Fuzzy search and return the rows with the computed distance score

keslert · November 12, 2021, 10:52pm

I’m using levenshtein_less_equal to do a fuzzy search for some tables. It’s working well, but I’d like to also return the levenshtein distance (using a select_merge?) so that I can compare the results against a different table’s results.

@threshold 5
def fuzzy_slug_query(query, slug) do
  slug_length = String.length(slug) + 1

  from(q in query,
    where:
      fragment(
        "levenshtein_less_equal(SUBSTRING(?, 0, ?), ?, 1, 1, 2, ?)",
        q.slug,
        ^slug_length,
        ^slug,
        @threshold
      ) < 5,
    or_where: ilike(q.slug, ^"%#{slug}%"),
    order_by: [
      fragment(
        "levenshtein_less_equal(SUBSTRING(?, 0, ?), ?, 1, 1, 2, ?)",
        q.slug,
        ^slug_length,
        ^slug,
        @threshold
      ),
      fragment("LENGTH(?)", q.slug)
    ]
  )
end

keslert · November 15, 2021, 10:58pm

Any thoughts on this? Is the question clear?

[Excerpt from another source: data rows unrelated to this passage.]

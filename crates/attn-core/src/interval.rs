//! Validated attendance intervals.

use chrono::{NaiveDate, NaiveDateTime};

use crate::error::ExtractError;

/// One employee's presence from `start` to `end`.
///
/// The only constructor rejects `start > end`, so every value in circulation
/// satisfies `start <= end`.
#[derive(Debug, Clone, PartialEq, Eq, Hash)]
pub struct AttendanceInterval {
    employee_name: String,
    start: NaiveDateTime,
    end: NaiveDateTime,
}

impl AttendanceInterval {
    /// Creates an interval, failing with `ChronologyViolation` when the start
    /// comes after the end.
    pub fn new(
        employee_name: impl Into<String>,
        start: NaiveDateTime,
        end: NaiveDateTime,
    ) -> Result<Self, ExtractError> {
        if start > end {
            return Err(ExtractError::ChronologyViolation { start, end });
        }
        Ok(Self {
            employee_name: employee_name.into(),
            start,
            end,
        })
    }

    pub fn employee_name(&self) -> &str {
        &self.employee_name
    }

    pub const fn start(&self) -> NaiveDateTime {
        self.start
    }

    pub const fn end(&self) -> NaiveDateTime {
        self.end
    }

    /// Calendar day the interval is attributed to (the day it starts on).
    pub fn day(&self) -> NaiveDate {
        self.start.date()
    }

    /// Length of the interval in whole seconds, sub-second remainder dropped.
    pub fn duration_seconds(&self) -> i64 {
        (self.end - self.start).num_seconds()
    }
}
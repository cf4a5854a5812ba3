//! CLI subcommand implementations.

pub mod report;
pub mod util;
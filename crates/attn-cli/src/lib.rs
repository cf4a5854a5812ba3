//! Attendance analyzer CLI library.
//!
//! This crate provides the CLI interface for the attendance analyzer.

mod cli;
pub mod commands;
mod config;

pub use cli::Cli;
pub use config::Config;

Basically, I want to query two separate tables (books and series), combine the results, and do a final sort by the levenshtein distance.

kip · November 15, 2021, 11:55pm

I think you should be able to use just the levenshtein function (not the _less_equal version) to return the distance as a number. Then filter in a where clause with the distance < @threshold, then join/sort whatever you need. Does that make sense?

keslert · November 16, 2021, 1:52am

Thanks @kip. I’m using levenshtein_less_equal for efficiency reasons, but I’ll simplify things for a second because I realize it’s not important to my question. Do you mean something like this? Do I have to compute the levenshtein three separate times (where, order, and select)?

from(q in query,
  where: fragment("levenshtein(?, ?)", q.slug, ^slug) < @threshold,
  order_by: fragment("levenshtein(?, ?)", q.slug, ^slug),
  select_merge: %{distance: fragment("levenshtein(?, ?)", q.slug, ^slug)}
)

kip · November 16, 2021, 3:09am

I think you should be able to do something like:

from(q in query,
  where: q.distance < @threshold,
  order_by: q.distance,
  select_merge: %{distance: fragment("levenshtein(?, ?)", q.slug, ^slug)}
)

But I haven’t tested it. There should be no need to calculate more than once.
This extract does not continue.